Martin Wolf writes that Jan Zielonka, in “Counter-Revolution”, holds that “liberal democracy and neo-liberal economics, migration and a multicultural society, historical ‘truths’ and political correctness, moderate political parties and mainstream media, cultural tolerance and religious neutrality…is under attack” and that he “is particularly critical of the EU, a “prototype of a non-majoritarian institution led by ‘enlightened’ experts”. “Project backlash”, February 3.

“Enlightened experts”? Absolutely! In 1988, without any real meaningful consultations, without thinking about the purpose of the banks, and without thinking thru its possible consequences, G10’s central bankers and regulators introduced risk weighted capital requirements for banks.

The Basel Committee then favored the sovereign with the outrageously statist risk weight of 0%; and, in 2004, the AAArisktocracy with 20% and the financing of residential houses with 35%; while disfavoring loans to unrated citizens, SMEs and entrepreneurs with a 100% risk weight.

Did those regulators ever explain why they should want to favor with lower capital requirements for banks that which is already favored by being perceived as safe, and thereby discriminate against that which is already disfavored by being perceived as risky? No. They are such besserwissers they don’t even hear the question.
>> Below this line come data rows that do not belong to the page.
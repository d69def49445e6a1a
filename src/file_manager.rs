//! Raw page I/O over the single data file.

use std::{
    fs::{File, OpenOptions},
    io::{self, Read, Seek, SeekFrom, Write},
    path::Path,
};

use parking_lot::Mutex;
use tracing::debug;

use crate::{
    error::DbResult,
    page::{Page, PageId},
};

/// Owns the data file handle. Reads and writes are whole pages at
/// `page_id * page_size`; the page size is supplied by the store once the
/// header has been read.
#[derive(Debug)]
pub struct FileManager {
    file: Mutex<File>,
}

impl FileManager {
    /// Open (creating if needed) the data file and take an exclusive advisory
    /// lock on it.
    pub fn open<P: AsRef<Path>>(path: P) -> DbResult<Self> {
        let path = path.as_ref();
        let file = OpenOptions::new()
            .read(true)
            .write(true)
            .create(true)
            .truncate(false)
            .open(path)?;
        lock_exclusive(&file)?;
        debug!(path = %path.display(), "opened data file");
        Ok(Self {
            file: Mutex::new(file),
        })
    }

    /// Length of the file in bytes
    pub fn len(&self) -> DbResult<u64> {
        Ok(self.file.lock().metadata()?.len())
    }

    pub fn is_empty(&self) -> DbResult<bool> {
        Ok(self.len()? == 0)
    }

    /// Read up to `buf.len()` bytes from the start of the file. Used to peek
    /// at the header before the page size is known.
    pub fn read_prefix(&self, buf: &mut [u8]) -> DbResult<usize> {
        let mut file = self.file.lock();
        file.seek(SeekFrom::Start(0))?;
        let mut filled = 0;
        while filled < buf.len() {
            match file.read(&mut buf[filled..])? {
                0 => break,
                n => filled += n,
            }
        }
        Ok(filled)
    }

    /// Read the page with the given id. A page past the end of the file, or a
    /// short read, is an `Io` error rather than a zero-filled page.
    pub fn read(&self, page_id: PageId, page_size: usize) -> DbResult<Page> {
        let offset = page_id as u64 * page_size as u64;
        let mut file = self.file.lock();
        let len = file.metadata()?.len();
        if offset + page_size as u64 > len {
            return Err(io::Error::new(
                io::ErrorKind::UnexpectedEof,
                format!("page {page_id} is beyond the end of the data file ({len} bytes)"),
            )
            .into());
        }
        file.seek(SeekFrom::Start(offset))?;
        let mut contents = vec![0; page_size];
        file.read_exact(&mut contents)?;
        Ok(Page::from_bytes(contents))
    }

    /// Write the page to the slot for `page_id`, extending the file if needed
    pub fn write(&self, page_id: PageId, page: &Page) -> DbResult<()> {
        let offset = page_id as u64 * page.len() as u64;
        let mut file = self.file.lock();
        file.seek(SeekFrom::Start(offset))?;
        file.write_all(page.bytes())?;
        Ok(())
    }

    /// fsync the data file
    pub fn sync(&self) -> DbResult<()> {
        self.file.lock().sync_all()?;
        Ok(())
    }
}

#[cfg(unix)]
fn lock_exclusive(file: &File) -> io::Result<()> {
    use std::os::unix::io::AsRawFd;

    // SAFETY: the descriptor is owned by `file` and stays open for the call.
    let rc = unsafe { libc::flock(file.as_raw_fd(), libc::LOCK_EX | libc::LOCK_NB) };
    if rc == 0 {
        Ok(())
    } else {
        Err(io::Error::last_os_error())
    }
}

#[cfg(not(unix))]
fn lock_exclusive(_file: &File) -> io::Result<()> {
    Ok(())
}
//! Filters, update operators and access-path selection.

mod filter;
mod update;

use std::fmt;

pub use filter::{Filter, KeyRange, Op, Predicate};
pub use update::{Update, UpdateOp};

use crate::catalog::CollectionMeta;

/// How a filter is executed against one collection.
#[derive(Debug, Clone, PartialEq, Eq)]
pub enum Plan {
    /// Range over the primary tree, driven by `_id` predicates
    PrimaryRange(KeyRange),
    /// Range over a secondary index, fetching documents by primary key
    IndexRange { field: String, range: KeyRange },
    /// Every document in primary-key order
    FullScan,
}

/// Intersection of every seekable predicate on `field`.
fn range_on(filter: &Filter, field: &str) -> Option<KeyRange> {
    filter
        .predicates()
        .iter()
        .filter(|predicate| predicate.field == field)
        .filter_map(Predicate::key_range)
        .reduce(KeyRange::intersect)
}

impl Plan {
    /// Pick the access path. The driving predicates are still re-checked on
    /// every fetched document along with the rest of the filter.
    pub fn choose(meta: &CollectionMeta, filter: &Filter) -> Self {
        if let Some(range) = range_on(filter, "_id") {
            return Plan::PrimaryRange(range);
        }
        filter
            .predicates()
            .iter()
            .filter(|predicate| predicate.is_seekable() && meta.index(&predicate.field).is_some())
            .find_map(|predicate| {
                range_on(filter, &predicate.field).map(|range| Plan::IndexRange {
                    field: predicate.field.clone(),
                    range,
                })
            })
            .unwrap_or(Plan::FullScan)
    }
}

impl fmt::Display for Plan {
    fn fmt(&self, f: &mut fmt::Formatter<'_>) -> fmt::Result {
        match self {
            Plan::PrimaryRange(_) => write!(f, "primary key range"),
            Plan::IndexRange { field, .. } => write!(f, "index range on {field}"),
            Plan::FullScan => write!(f, "full scan"),
        }
    }
}
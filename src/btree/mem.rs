//! In-memory page set for exercising the tree without a file.

use std::collections::HashMap;

use crate::{
    error::{DbError, DbResult},
    page::{Page, PageId, PageRead, PageWrite},
};

#[derive(Debug)]
pub(crate) struct MemPages {
    page_size: usize,
    pages: HashMap<PageId, Page>,
    free: Vec<PageId>,
    next_id: PageId,
}

impl MemPages {
    pub(crate) fn new(page_size: usize) -> Self {
        Self {
            page_size,
            pages: HashMap::new(),
            free: Vec::new(),
            next_id: 1,
        }
    }

    pub(crate) fn free_count(&self) -> usize {
        self.free.len()
    }

    /// Pages handed out and not freed
    pub(crate) fn live_count(&self) -> usize {
        (self.next_id as usize - 1) - self.free.len()
    }
}

impl PageRead for MemPages {
    fn page_size(&self) -> usize {
        self.page_size
    }

    fn read_page(&self, page_id: PageId) -> DbResult<Page> {
        self.pages
            .get(&page_id)
            .cloned()
            .ok_or_else(|| DbError::corrupt_page(page_id, "never written"))
    }
}

impl PageWrite for MemPages {
    fn write_page(&mut self, page_id: PageId, page: Page) -> DbResult<()> {
        assert_eq!(page.len(), self.page_size);
        self.pages.insert(page_id, page);
        Ok(())
    }

    fn allocate_page(&mut self) -> DbResult<PageId> {
        if let Some(page_id) = self.free.pop() {
            return Ok(page_id);
        }
        let page_id = self.next_id;
        self.next_id += 1;
        Ok(page_id)
    }

    fn free_page(&mut self, page_id: PageId) -> DbResult<()> {
        assert!(!self.free.contains(&page_id), "double free of page {page_id}");
        self.pages.remove(&page_id);
        self.free.push(page_id);
        Ok(())
    }
}
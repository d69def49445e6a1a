//! The committed page store: the data file, its header, the clean page cache
//! and the journal, plus open-time recovery.
//!
//! Readers outside a transaction take a [`Snapshot`], a shared hold on the
//! generation gate. Applying a commit holds the gate exclusively and bumps
//! the generation, so a snapshot never sees half of a commit.

use std::path::Path;

use parking_lot::{Mutex, RwLock, RwLockReadGuard};
use tracing::{debug, error, info, warn};

use crate::{
    cache::{CacheStats, PageCache},
    config::{Config, SyncMode},
    error::{DbError, DbResult},
    file_manager::FileManager,
    journal::Journal,
    page::{DbHeader, Page, PageId, PageRead, HEADER_PREFIX_SIZE},
};

#[derive(Debug)]
pub struct PageStore {
    file: FileManager,
    journal: Journal,
    cache: PageCache,
    page_size: usize,
    sync: SyncMode,
    header: RwLock<DbHeader>,
    generation: RwLock<u64>,
    poisoned: Mutex<Option<String>>,
}

impl PageStore {
    /// Open or create the data file at `path`, replaying a committed journal
    /// left behind by a crash.
    pub fn open(path: &Path, config: &Config) -> DbResult<Self> {
        config.validate()?;
        let file = FileManager::open(path)?;
        let journal = Journal::open(path)?;

        Self::recover(&file, &journal, config.sync)?;

        let page_size = if file.is_empty()? {
            let header = DbHeader::new(config.page_size);
            file.write(0, &header.to_page())?;
            if config.sync == SyncMode::Full {
                file.sync()?;
            }
            info!(path = %path.display(), page_size = config.page_size, "created database file");
            config.page_size
        } else {
            let mut prefix = [0u8; HEADER_PREFIX_SIZE];
            let read = file.read_prefix(&mut prefix)?;
            if read < HEADER_PREFIX_SIZE {
                return Err(DbError::corrupt_page(0, "header page is truncated"));
            }
            let stored = DbHeader::peek_page_size(&prefix)?;
            if stored != config.page_size {
                warn!(
                    configured = config.page_size,
                    stored, "page size from the existing file overrides the configured one"
                );
            }
            stored
        };

        let header_page = file.read(0, page_size)?;
        header_page.verify(0)?;
        let header = DbHeader::from_page(&header_page)?;
        info!(
            path = %path.display(),
            page_size,
            page_count = header.page_count,
            free_pages = header.free_page_count,
            "opened database"
        );

        Ok(Self {
            file,
            journal,
            cache: PageCache::new(config.cache_size),
            page_size,
            sync: config.sync,
            header: RwLock::new(header),
            generation: RwLock::new(0),
            poisoned: Mutex::new(None),
        })
    }

    /// Redo a committed transaction found in the journal, or discard an
    /// uncommitted one.
    fn recover(file: &FileManager, journal: &Journal, sync: SyncMode) -> DbResult<()> {
        if journal.is_empty()? {
            return Ok(());
        }
        let scan = journal.scan()?;
        match scan.committed_pages() {
            Some((lsn, pages)) => {
                info!(lsn, pages = pages.len(), "replaying committed journal");
                for (page_id, image) in &pages {
                    let page = Page::from_bytes(image.to_vec());
                    page.verify(*page_id)?;
                    file.write(*page_id, &page)?;
                }
                file.sync()?;
            }
            None => {
                info!(
                    records = scan.records.len(),
                    torn = scan.torn,
                    "discarding uncommitted journal"
                );
            }
        }
        journal.reset(sync == SyncMode::Full)
    }

    pub fn page_size(&self) -> usize {
        self.page_size
    }

    pub fn sync_mode(&self) -> SyncMode {
        self.sync
    }

    /// The last committed header
    pub fn header(&self) -> DbHeader {
        *self.header.read()
    }

    pub fn generation(&self) -> u64 {
        *self.generation.read()
    }

    pub fn cache_stats(&self) -> &CacheStats {
        self.cache.stats()
    }

    pub fn cached_pages(&self) -> usize {
        self.cache.len()
    }

    pub fn cache_capacity(&self) -> usize {
        self.cache.capacity()
    }

    pub(crate) fn journal(&self) -> &Journal {
        &self.journal
    }

    pub fn snapshot(&self) -> Snapshot<'_> {
        Snapshot {
            store: self,
            generation: self.generation.read(),
        }
    }

    /// Refuse all further work until reopen. The data file may hold part of
    /// a commit whose marker is already durable in the journal.
    pub(crate) fn poison(&self, reason: impl Into<String>) {
        let reason = reason.into();
        error!(%reason, "page store poisoned, reopen to recover");
        self.poisoned.lock().get_or_insert(reason);
    }

    pub(crate) fn ensure_usable(&self) -> DbResult<()> {
        match self.poisoned.lock().as_ref() {
            Some(reason) => Err(DbError::Poisoned(reason.clone())),
            None => Ok(()),
        }
    }

    /// Read a committed page without taking the generation gate. Only the
    /// writer may call this: it is the only party that moves the gate.
    pub(crate) fn read_committed(&self, page_id: PageId) -> DbResult<Page> {
        self.ensure_usable()?;
        let page_count = self.header.read().page_count;
        if page_id >= page_count {
            return Err(DbError::Io(std::io::Error::new(
                std::io::ErrorKind::UnexpectedEof,
                format!("page {page_id} is out of range (page count {page_count})"),
            )));
        }
        if let Some(page) = self.cache.get(page_id) {
            return Ok(page);
        }
        let page = self.file.read(page_id, self.page_size)?;
        page.verify(page_id)?;
        self.cache.insert(page_id, page.clone());
        Ok(page)
    }

    /// Write committed page images in place and publish the new header.
    /// The caller has already made the journal durable.
    pub(crate) fn apply(&self, pages: &[(PageId, Page)], header: DbHeader) -> DbResult<()> {
        let mut generation = self.generation.write();
        for (page_id, page) in pages {
            self.file.write(*page_id, page)?;
            if *page_id != 0 {
                self.cache.insert(*page_id, page.clone());
            }
        }
        *self.header.write() = header;
        *generation += 1;
        debug!(pages = pages.len(), generation = *generation, "applied commit");
        Ok(())
    }

    /// Drop every cached page. Used after a failed apply, when the cache may
    /// hold images the file does not.
    pub(crate) fn invalidate_cache(&self) {
        self.cache.clear();
    }

    /// fsync the data file
    pub fn flush(&self) -> DbResult<()> {
        if self.sync == SyncMode::Full {
            self.file.sync()?;
        }
        Ok(())
    }

    pub fn file_len(&self) -> DbResult<u64> {
        self.file.len()
    }
}

/// A consistent read view of the committed store. Holds the generation gate
/// shared until dropped, so keep it for one read step only.
pub struct Snapshot<'a> {
    store: &'a PageStore,
    generation: RwLockReadGuard<'a, u64>,
}

impl Snapshot<'_> {
    pub fn generation(&self) -> u64 {
        *self.generation
    }

    pub fn header(&self) -> DbHeader {
        self.store.header()
    }
}

impl PageRead for Snapshot<'_> {
    fn page_size(&self) -> usize {
        self.store.page_size
    }

    fn read_page(&self, page_id: PageId) -> DbResult<Page> {
        self.store.read_committed(page_id)
    }
}

#[cfg(test)]
mod tests {
    use super::*;
    use crate::{
        journal::LogRecord,
        page::{PageType, FORMAT_VERSION},
        test_utils::{test_config, TestDir},
    };

    #[test]
    fn test_create_then_reopen() {
        let dir = TestDir::new();
        let path = dir.join("store.db");
        {
            let store = PageStore::open(&path, &test_config()).unwrap();
            assert_eq!(store.header().page_count, 1);
            assert_eq!(store.page_size(), 512);
        }
        let store = PageStore::open(&path, &test_config().page_size(4096)).unwrap();
        assert_eq!(store.page_size(), 512);
        assert_eq!(store.file_len().unwrap(), 512);
    }

    #[test]
    fn test_apply_bumps_generation_and_caches() {
        let dir = TestDir::new();
        let store = PageStore::open(&dir.join("store.db"), &test_config()).unwrap();
        let mut header = store.header();
        header.page_count = 2;
        let mut page = Page::with_type(512, PageType::BTreeLeaf);
        page.seal();
        store
            .apply(&[(1, page.clone()), (0, header.to_page())], header)
            .unwrap();
        assert_eq!(store.generation(), 1);
        assert_eq!(store.snapshot().read_page(1).unwrap(), page);
        assert_eq!(store.cache_stats().get().0, 1);
    }

    #[test]
    fn test_out_of_range_read_fails() {
        let dir = TestDir::new();
        let store = PageStore::open(&dir.join("store.db"), &test_config()).unwrap();
        assert!(matches!(store.snapshot().read_page(5), Err(DbError::Io(_))));
    }

    #[test]
    fn test_unsupported_version_is_rejected() {
        let dir = TestDir::new();
        let path = dir.join("store.db");
        drop(PageStore::open(&path, &test_config()).unwrap());
        {
            let fm = FileManager::open(&path).unwrap();
            let mut page = fm.read(0, 512).unwrap();
            page.set_u32(16, FORMAT_VERSION + 1);
            page.seal();
            fm.write(0, &page).unwrap();
        }
        let err = PageStore::open(&path, &test_config()).unwrap_err();
        assert!(matches!(err, DbError::UnsupportedVersion { .. }));
    }

    #[test]
    fn test_bad_magic_is_corrupt() {
        let dir = TestDir::new();
        let path = dir.join("store.db");
        std::fs::write(&path, vec![7u8; 512]).unwrap();
        let err = PageStore::open(&path, &test_config()).unwrap_err();
        assert!(matches!(err, DbError::CorruptData(_)));
    }

    #[test]
    fn test_recovery_replays_committed_journal() {
        let dir = TestDir::new();
        let path = dir.join("store.db");
        let header = {
            let store = PageStore::open(&path, &test_config()).unwrap();
            store.header()
        };
        let mut new_header = header;
        new_header.page_count = 2;
        new_header.last_lsn = 3;
        let mut leaf = Page::with_type(512, PageType::BTreeLeaf);
        leaf.set_u32(4, 77);
        leaf.seal();
        {
            let journal = Journal::open(&path).unwrap();
            journal
                .append(&[
                    LogRecord::PageWrite {
                        lsn: 1,
                        txn_id: 1,
                        page_id: 1,
                        before: None,
                        after: leaf.bytes().to_vec(),
                    },
                    LogRecord::PageWrite {
                        lsn: 2,
                        txn_id: 1,
                        page_id: 0,
                        before: None,
                        after: new_header.to_page().into_bytes(),
                    },
                    LogRecord::Commit { lsn: 3, txn_id: 1 },
                ])
                .unwrap();
        }
        let store = PageStore::open(&path, &test_config()).unwrap();
        assert_eq!(store.header(), new_header);
        assert_eq!(store.snapshot().read_page(1).unwrap().get_u32(4), 77);
        assert!(store.journal().is_empty().unwrap());
    }

    #[test]
    fn test_recovery_discards_uncommitted_journal() {
        let dir = TestDir::new();
        let path = dir.join("store.db");
        drop(PageStore::open(&path, &test_config()).unwrap());
        let mut header = DbHeader::new(512);
        header.page_count = 9;
        {
            let journal = Journal::open(&path).unwrap();
            journal
                .append(&[LogRecord::PageWrite {
                    lsn: 1,
                    txn_id: 1,
                    page_id: 0,
                    before: None,
                    after: header.to_page().into_bytes(),
                }])
                .unwrap();
        }
        let store = PageStore::open(&path, &test_config()).unwrap();
        assert_eq!(store.header().page_count, 1);
        assert!(store.journal().is_empty().unwrap());
    }
}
These regulations seriously distorted the allocation of bank credit to the real economy by stimulating the banks to finance much more the “safer” present consumption than the future “riskier” production… something that truly constitutes a shameful intergenerational treason.

Besides a slowing economy, the only thing the risk weighting guarantees is that when banks systems really find themselves in trouble, which is when something perceived as very safe turns out to be very risky, banks will stand there with especially little capital. Brilliant eh?

Martin Wolf ends with “We can see the crisis of liberal democracy most clearly in the fact that so ardent, yet disappointed, a proponent offers not much more.”

Mr. Wolf what about your duty of “without fear and without favor” using your throne of influence to force the Basel Committee regulators to answer the questions that I have posed in thousand of letter to FT, and mostly to you?